Comments : The Stillness of the Night (Kyrielle)

  • 17 years ago

    by Anonymous Angel

    Hey,
    A nice poem, I haven't written a Kyrielle yet but it seems intresting..I think you did a wonderful job on making this poem, the flow is good as wel as the rhyming, you deserve a 5/5 from me, and I'm glad the site helped^_^
    kisses stephanie

  • 17 years ago

    by DeathlyAmore

    Its ME again.

    Okay. So first. The Critique.
    1) You need to work with... better flow. I don't know how... to EXPLAIN what I mean... but... it needs a better... hmm... please forgive me, but I can not explain better. All I can tell you is it needs better 'flow'.*

    2) You must find... other words to rhyme with. The rhyme is okay. But the words you used are... well. Do not fit. For example:

    "His claws blemish then they ''betray'';
    He pounces with deep disarray."

    Quote the word Betray. How did the claws of this... creature betray? Does the creature know this... other character? So then this Creature ''betray's'' him/her?

    (Get what I mean?)

    For the praise!!!!
    Lol. Good Poem. I like the Theme, er. Plot. Idk whats the correct term. Theme? Plot?. The backround meaning of the poem. Get it?

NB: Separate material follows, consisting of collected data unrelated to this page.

//! Reversible comparator-sort circuits.
//!
//! Two builders over a 3-bit data register:
//!
//! - [`two_pass`] — a compact comparator (one shared ancilla) applied to the
//!   pairs (0,1) and (1,2). Each pass moves the pair maximum to the
//!   higher-index qubit, so ones bubble toward qubit 2; the lower qubit
//!   keeps its value, so the result is a prefix-maximum sweep rather than a
//!   permutation of the input.
//! - [`three_pass`] — a full compare-and-swap (two ancillas) applied
//!   bubble-sort style to (0,1), (1,2), (0,1); the register ends sorted
//!   ascending.
//!
//! The swap decision is irreversible on the data alone, so each pass leaves
//! its record in the ancillas; they are explicitly reset before reuse —
//! stale ancilla state would corrupt the next pass's condition.
//!
//! Data qubits are measured most-significant-first: qubit 0 lands in the
//! highest classical bit, so the canonical outcome string reads the register
//! left to right.

use crate::circuit::Circuit;
use crate::error::{IrError, IrResult};
use crate::qubit::{ClbitId, QubitId};

/// Width of the sorted data register.
pub const DATA_WIDTH: u32 = 3;

/// Parse a 3-character 0/1 string into per-qubit initial values.
fn parse_bits(bits: &str) -> IrResult<Vec<bool>> {
    if bits.len() != DATA_WIDTH as usize || !bits.chars().all(|c| c == '0' || c == '1') {
        return Err(IrError::InvalidBitstring {
            value: bits.to_string(),
            expected: DATA_WIDTH,
        });
    }
    Ok(bits.chars().map(|c| c == '1').collect())
}

/// Load the input bits into the data qubits.
fn load_input(circuit: &mut Circuit, bits: &[bool]) -> IrResult<()> {
    for (i, &bit) in bits.iter().enumerate() {
        if bit {
            circuit.x(QubitId(i as u32))?;
        }
    }
    Ok(())
}

/// Measure the data qubits most-significant-first.
///
/// Qubit `i` goes to classical bit `W-1-i`, so the rendered bitstring reads
/// `q0 q1 q2` left to right.
fn measure_data(circuit: &mut Circuit) -> IrResult<()> {
    for i in 0..DATA_WIDTH {
        circuit.measure(QubitId(i), ClbitId(DATA_WIDTH - 1 - i))?;
    }
    Ok(())
}

/// Comparator pass on qubits `a` and `b`: moves the pair maximum into `b`.
///
/// The ancilla computes `a XOR b` to condition the flip of `b`, then is
/// reset — it absorbs the bit of information the overwrite destroys.
fn comparator(circuit: &mut Circuit, a: QubitId, b: QubitId, ancilla: QubitId) -> IrResult<()> {
    circuit.cx(b, ancilla)?;
    circuit.cx(a, ancilla)?;
    circuit.ccx(ancilla, a, b)?;
    circuit.reset(ancilla)?;
    Ok(())
}

/// Compare-and-swap: swap qubits `i` and `j` when `i > j`.
///
/// `anc_not` holds NOT(j), `anc_cond` holds `i AND NOT(j)`. After the
/// conditional swap both ancillas are reset for the next pass.
fn compare_and_swap(
    circuit: &mut Circuit,
    i: QubitId,
    j: QubitId,
    anc_not: QubitId,
    anc_cond: QubitId,
) -> IrResult<()> {
    circuit.x(j)?;
    circuit.cx(j, anc_not)?;
    circuit.x(j)?;

    circuit.ccx(i, anc_not, anc_cond)?;
    circuit.cswap(anc_cond, i, j)?;

    circuit.reset(anc_cond)?;
    circuit.reset(anc_not)?;
    Ok(())
}

/// Build the 2-pass comparator circuit for a 3-bit input.
///
/// Four qubits: three data plus one shared ancilla.
pub fn two_pass(bits: &str) -> IrResult<Circuit> {
    let input = parse_bits(bits)?;
    let mut circuit = Circuit::with_size(format!("sort2_{bits}"), DATA_WIDTH + 1, DATA_WIDTH);

    load_input(&mut circuit, &input)?;
    circuit.barrier_all()?;

    let ancilla = QubitId(3);
    comparator(&mut circuit, QubitId(0), QubitId(1), ancilla)?;
    comparator(&mut circuit, QubitId(1), QubitId(2), ancilla)?;
    circuit.barrier_all()?;

    measure_data(&mut circuit)?;
    Ok(circuit)
}

/// Build the 3-pass bubble-sort circuit for a 3-bit input.
///
/// Five qubits: three data plus two ancillas reset between the three
/// compare-and-swap passes. The measured register is sorted ascending.
pub fn three_pass(bits: &str) -> IrResult<Circuit> {
    let input = parse_bits(bits)?;
    let mut circuit = Circuit::with_size(format!("sort3_{bits}"), DATA_WIDTH + 2, DATA_WIDTH);

    load_input(&mut circuit, &input)?;

    let (anc_not, anc_cond) = (QubitId(3), QubitId(4));
    compare_and_swap(&mut circuit, QubitId(0), QubitId(1), anc_not, anc_cond)?;
    compare_and_swap(&mut circuit, QubitId(1), QubitId(2), anc_not, anc_cond)?;
    compare_and_swap(&mut circuit, QubitId(0), QubitId(1), anc_not, anc_cond)?;
    circuit.barrier_all()?;

    measure_data(&mut circuit)?;
    Ok(circuit)
}
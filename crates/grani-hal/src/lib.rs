//! Grani Hardware Abstraction Layer
//!
//! This crate provides a unified interface for running Grani circuits on
//! quantum backends — the local statevector simulator and IBM Quantum
//! hardware share one job lifecycle and one result model.
//!
//! # Overview
//!
//! - A common [`Backend`] trait for job submission and management
//! - [`Capabilities`] to describe backend features and constraints
//! - Unified result handling via [`ExecutionResult`] and [`Counts`]
//! - Cross-trial accumulation via [`Aggregate`]
//!
//! # Example: Running a Circuit
//!
//! ```ignore
//! use grani_hal::Backend;
//! use grani_adapter_sim::SimulatorBackend;
//! use grani_ir::search;
//!
//! #[tokio::main]
//! async fn main() -> anyhow::Result<()> {
//!     let circuit = search::grover_eraser("011", 2)?;
//!     let backend = SimulatorBackend::new();
//!
//!     let job_id = backend.submit(&circuit, 1024).await?;
//!     let result = backend.wait(&job_id).await?;
//!
//!     if let Some((bitstring, count)) = result.counts.most_frequent() {
//!         println!("Most frequent: {} ({} times)", bitstring, count);
//!     }
//!     Ok(())
//! }
//! ```
//!
//! # Job lifecycle
//!
//! ```text
//!   capabilities() ──→ validate() ──→ submit() ──→ status() ──→ result()
//!    (sync, &ref)       (async)       (async)      (async)      (async)
//! ```

pub mod backend;
pub mod capability;
pub mod error;
pub mod job;
pub mod result;

pub use backend::{Backend, BackendAvailability, BackendConfig, BackendFactory, ValidationResult};
pub use capability::{Capabilities, GateSet};
pub use error::{HalError, HalResult};
pub use job::{Job, JobId, JobStatus};
pub use result::{Aggregate, Counts, ExecutionResult};
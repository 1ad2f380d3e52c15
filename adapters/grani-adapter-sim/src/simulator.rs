//! Simulator backend implementation.

use async_trait::async_trait;
use rustc_hash::FxHashMap;
use std::sync::{Arc, Mutex};
use std::time::Instant;
use tracing::{debug, instrument};
use uuid::Uuid;

use grani_hal::{
    Backend, BackendAvailability, BackendConfig, BackendFactory, Capabilities, Counts,
    ExecutionResult, HalError, HalResult, Job, JobId, JobStatus, ValidationResult,
    result::to_bitstring,
};
use grani_ir::Circuit;

use crate::statevector::Statevector;

/// Job data for the simulator.
struct SimJob {
    job: Job,
    result: Option<ExecutionResult>,
}

/// Local simulator backend.
///
/// Simulates circuits with a statevector and samples measurement outcomes
/// per shot. Jobs complete synchronously inside `submit`.
pub struct SimulatorBackend {
    /// Backend configuration.
    config: BackendConfig,
    /// Cached capabilities (sync introspection).
    capabilities: Capabilities,
    /// Active jobs.
    jobs: Arc<Mutex<FxHashMap<String, SimJob>>>,
    /// Maximum number of qubits supported.
    max_qubits: u32,
}

impl SimulatorBackend {
    /// Create a new simulator backend with default settings.
    pub fn new() -> Self {
        Self::with_max_qubits(20)
    }

    /// Create a simulator with custom max qubits.
    pub fn with_max_qubits(max_qubits: u32) -> Self {
        Self {
            config: BackendConfig::new("simulator"),
            capabilities: Capabilities::simulator(max_qubits),
            jobs: Arc::new(Mutex::new(FxHashMap::default())),
            max_qubits,
        }
    }

    /// Run simulation synchronously.
    #[instrument(skip(self, circuit))]
    fn run_simulation(&self, circuit: &Circuit, shots: u32) -> ExecutionResult {
        let start = Instant::now();

        let num_qubits = circuit.num_qubits();
        debug!("Starting simulation: {} qubits, {} shots", num_qubits, shots);

        // qubit → clbit wiring, applied to each sampled outcome.
        let measures: Vec<(usize, usize)> = circuit
            .instructions()
            .iter()
            .filter(|inst| inst.is_measure())
            .flat_map(|inst| {
                inst.qubits
                    .iter()
                    .zip(inst.clbits.iter())
                    .map(|(q, c)| (q.0 as usize, c.0 as usize))
            })
            .collect();

        let mut counts = Counts::new();

        for shot in 0..shots {
            let mut sv = Statevector::new(num_qubits);
            for inst in circuit.instructions() {
                sv.apply(inst);
            }

            let outcome = sv.sample();
            let bitstring = render_outcome(outcome, &measures, num_qubits, circuit.num_clbits());
            counts.insert(bitstring, 1);

            if shot > 0 && shot % 1000 == 0 {
                debug!("Completed {} shots", shot);
            }
        }

        let elapsed = start.elapsed();
        debug!("Simulation completed in {:?}", elapsed);

        ExecutionResult::new(counts, shots).with_execution_time(elapsed.as_millis() as u64)
    }
}

/// Render a sampled register index as a canonical bitstring.
///
/// With measurement wiring, classical bit `c` takes the sampled value of its
/// source qubit and the string reads `c[W-1] .. c[0]`; unmeasured clbits stay
/// 0. Without any measure instruction the whole quantum register is rendered
/// (qubit `n-1` leftmost).
fn render_outcome(
    outcome: usize,
    measures: &[(usize, usize)],
    num_qubits: usize,
    num_clbits: usize,
) -> String {
    if measures.is_empty() || num_clbits == 0 {
        return to_bitstring(outcome as u64, num_qubits);
    }

    let mut word: u64 = 0;
    for &(qubit, clbit) in measures {
        let bit = (outcome >> qubit) & 1;
        if bit != 0 {
            word |= 1 << clbit;
        } else {
            word &= !(1 << clbit);
        }
    }
    to_bitstring(word, num_clbits)
}

impl Default for SimulatorBackend {
    fn default() -> Self {
        Self::new()
    }
}

#[async_trait]
impl Backend for SimulatorBackend {
    fn name(&self) -> &str {
        &self.config.name
    }

    fn capabilities(&self) -> &Capabilities {
        &self.capabilities
    }

    async fn availability(&self) -> HalResult<BackendAvailability> {
        Ok(BackendAvailability::always_available())
    }

    async fn validate(&self, circuit: &Circuit) -> HalResult<ValidationResult> {
        let mut reasons = Vec::new();

        if circuit.num_qubits() > self.max_qubits as usize {
            reasons.push(format!(
                "Circuit requires {} qubits but simulator only supports {}",
                circuit.num_qubits(),
                self.max_qubits
            ));
        }

        for inst in circuit.instructions() {
            if let Some(gate) = inst.as_gate() {
                if !self.capabilities.gate_set.contains(gate.name()) {
                    reasons.push(format!("Unsupported gate: {}", gate.name()));
                    break;
                }
            }
        }

        if reasons.is_empty() {
            Ok(ValidationResult::Valid)
        } else {
            Ok(ValidationResult::Invalid { reasons })
        }
    }

    #[instrument(skip(self, circuit))]
    async fn submit(&self, circuit: &Circuit, shots: u32) -> HalResult<JobId> {
        if circuit.num_qubits() > self.max_qubits as usize {
            return Err(HalError::CircuitTooLarge(format!(
                "Circuit has {} qubits but simulator only supports {}",
                circuit.num_qubits(),
                self.max_qubits
            )));
        }

        let job_id = JobId::new(Uuid::new_v4().to_string());
        let job = Job::new(job_id.clone(), shots).with_backend("simulator");

        {
            let mut jobs = self
                .jobs
                .lock()
                .unwrap_or_else(std::sync::PoisonError::into_inner);
            jobs.insert(job_id.0.clone(), SimJob { job, result: None });
        }

        debug!("Submitted job: {}", job_id);

        // Run immediately; the job is Completed by the time submit returns.
        let result = self.run_simulation(circuit, shots);

        {
            let mut jobs = self
                .jobs
                .lock()
                .unwrap_or_else(std::sync::PoisonError::into_inner);
            if let Some(sim_job) = jobs.get_mut(&job_id.0) {
                sim_job.result = Some(result);
                sim_job.job = sim_job.job.clone().with_status(JobStatus::Completed);
            }
        }

        Ok(job_id)
    }

    async fn status(&self, job_id: &JobId) -> HalResult<JobStatus> {
        let jobs = self
            .jobs
            .lock()
            .unwrap_or_else(std::sync::PoisonError::into_inner);
        jobs.get(&job_id.0)
            .map(|j| j.job.status.clone())
            .ok_or_else(|| HalError::JobNotFound(job_id.0.clone()))
    }

    async fn result(&self, job_id: &JobId) -> HalResult<ExecutionResult> {
        let jobs = self
            .jobs
            .lock()
            .unwrap_or_else(std::sync::PoisonError::into_inner);
        jobs.get(&job_id.0)
            .and_then(|j| j.result.clone())
            .ok_or_else(|| HalError::JobNotFound(job_id.0.clone()))
    }

    async fn cancel(&self, job_id: &JobId) -> HalResult<()> {
        let mut jobs = self
            .jobs
            .lock()
            .unwrap_or_else(std::sync::PoisonError::into_inner);
        if let Some(sim_job) = jobs.get_mut(&job_id.0) {
            sim_job.job = sim_job.job.clone().with_status(JobStatus::Cancelled);
            Ok(())
        } else {
            Err(HalError::JobNotFound(job_id.0.clone()))
        }
    }
}

impl BackendFactory for SimulatorBackend {
    fn from_config(config: BackendConfig) -> HalResult<Self> {
        let max_qubits = config
            .extra
            .get("max_qubits")
            .and_then(serde_json::value::Value::as_u64)
            .map_or(20, |v| v as u32);

        Ok(Self {
            capabilities: Capabilities::simulator(max_qubits),
            config,
            jobs: Arc::new(Mutex::new(FxHashMap::default())),
            max_qubits,
        })
    }
}

#[cfg(test)]
mod tests {
    use super::*;
    use grani_ir::{search, sort};

    #[tokio::test]
    async fn test_simulator_capabilities() {
        let backend = SimulatorBackend::new();
        let caps = backend.capabilities();

        assert!(caps.is_simulator);
        assert_eq!(caps.num_qubits, 20);
    }

    #[tokio::test]
    async fn test_simulator_bell_state() {
        let backend = SimulatorBackend::new();

        let circuit = Circuit::bell().unwrap();
        let job_id = backend.submit(&circuit, 1000).await.unwrap();

        let status = backend.status(&job_id).await.unwrap();
        assert!(status.is_success());

        let result = backend.result(&job_id).await.unwrap();
        assert_eq!(result.shots, 1000);

        // Bell state should produce only 00 and 11
        let counts = &result.counts;
        assert!(counts.get("00") + counts.get("11") == 1000);
        assert!(counts.get("01") + counts.get("10") == 0);
    }

    #[tokio::test]
    async fn test_simulator_ghz_state() {
        let backend = SimulatorBackend::new();

        let circuit = Circuit::ghz(3).unwrap();
        let job_id = backend.submit(&circuit, 1000).await.unwrap();

        let result = backend.result(&job_id).await.unwrap();

        // GHZ state should produce only 000 and 111
        let counts = &result.counts;
        assert!(counts.get("000") + counts.get("111") == 1000);
    }

    #[tokio::test]
    async fn test_simulator_too_many_qubits() {
        let backend = SimulatorBackend::with_max_qubits(5);

        let circuit = Circuit::with_size("test", 10, 0);
        let result = backend.submit(&circuit, 100).await;

        assert!(matches!(result, Err(HalError::CircuitTooLarge(_))));
    }

    #[tokio::test]
    async fn test_two_pass_bubbles_ones_rightward() {
        let backend = SimulatorBackend::new();

        // All operations are classical on basis states; every shot gives
        // the same register readout.
        for (input, expected) in [
            ("000", "000"),
            ("001", "001"),
            ("010", "011"),
            ("011", "011"),
            ("100", "111"),
            ("101", "111"),
            ("110", "111"),
            ("111", "111"),
        ] {
            let circuit = sort::two_pass(input).unwrap();
            let job_id = backend.submit(&circuit, 64).await.unwrap();
            let result = backend.wait(&job_id).await.unwrap();
            assert_eq!(result.counts.get(expected), 64, "input {input}");
        }
    }

    #[tokio::test]
    async fn test_three_pass_sort_orders_register() {
        let backend = SimulatorBackend::new();

        let circuit = sort::three_pass("101").unwrap();
        let job_id = backend.submit(&circuit, 256).await.unwrap();
        let result = backend.wait(&job_id).await.unwrap();

        // 1,0,1 bubble-sorts to 0,1,1 read left to right.
        assert_eq!(result.counts.get("011"), 256);
    }

    #[tokio::test]
    async fn test_three_pass_sort_all_inputs() {
        let backend = SimulatorBackend::new();

        for (input, expected) in [
            ("000", "000"),
            ("001", "001"),
            ("010", "001"),
            ("011", "011"),
            ("100", "001"),
            ("101", "011"),
            ("110", "011"),
            ("111", "111"),
        ] {
            let circuit = sort::three_pass(input).unwrap();
            let job_id = backend.submit(&circuit, 64).await.unwrap();
            let result = backend.wait(&job_id).await.unwrap();
            assert_eq!(result.counts.get(expected), 64, "input {input}");
        }
    }

    #[tokio::test]
    async fn test_grover_amplifies_target() {
        let backend = SimulatorBackend::new();

        let circuit = search::grover_eraser("011", 2).unwrap();
        let job_id = backend.submit(&circuit, 1024).await.unwrap();
        let result = backend.wait(&job_id).await.unwrap();

        // Two rounds on 3 qubits put ~94.5% of the amplitude on the target;
        // 3/4 of the shots is a comfortable statistical floor.
        assert!(result.counts.get("011") > 768);

        // Every outcome is a 3-bit string.
        for (bits, _) in result.counts.iter() {
            assert_eq!(bits.len(), 3);
        }
    }

    #[tokio::test]
    async fn test_validate_rejects_oversized_circuit() {
        let backend = SimulatorBackend::with_max_qubits(2);
        let circuit = Circuit::with_size("big", 4, 0);

        let validation = backend.validate(&circuit).await.unwrap();
        assert!(!validation.is_valid());
    }

    #[tokio::test]
    async fn test_cancel_unknown_job() {
        let backend = SimulatorBackend::new();
        let result = backend.cancel(&JobId::new("nope")).await;
        assert!(matches!(result, Err(HalError::JobNotFound(_))));
    }

    #[test]
    fn test_render_outcome_big_endian_wiring() {
        // Sort wiring: q0→c2, q1→c1, q2→c0. Outcome 0b011 (q0=1, q1=1, q2=0)
        // reads "110".
        let measures = [(0, 2), (1, 1), (2, 0)];
        assert_eq!(render_outcome(0b011, &measures, 4, 3), "110");
    }

    #[test]
    fn test_render_outcome_without_measures() {
        assert_eq!(render_outcome(0b101, &[], 3, 0), "101");
    }
}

    I like the POEM okay? Besides. "Kyrielle's" does not look easy... They proven to be very difficult. The fact you managed the PLOT to make sense is impressive.

    I am impressed. Truly I am.

    I cannot vote Excellent because I seen MASTER poems in this... form of writing.

    But its not Fair. Its beyong better than fair. Its better than Good too. But I can't put excellent...

    I comprised with Good.
    But in my opinion. It's Excellent.

    PLEASE WRITE MORE!!!!!!!!!!!!!!!!

    I shall forever always be,
    [Deathly'Amore]

  • 17 years ago

    by CHOKE

    Wow. this one was so into depth and it was very intriguing as well as capturative. i don't see anything that you should change, it was great :)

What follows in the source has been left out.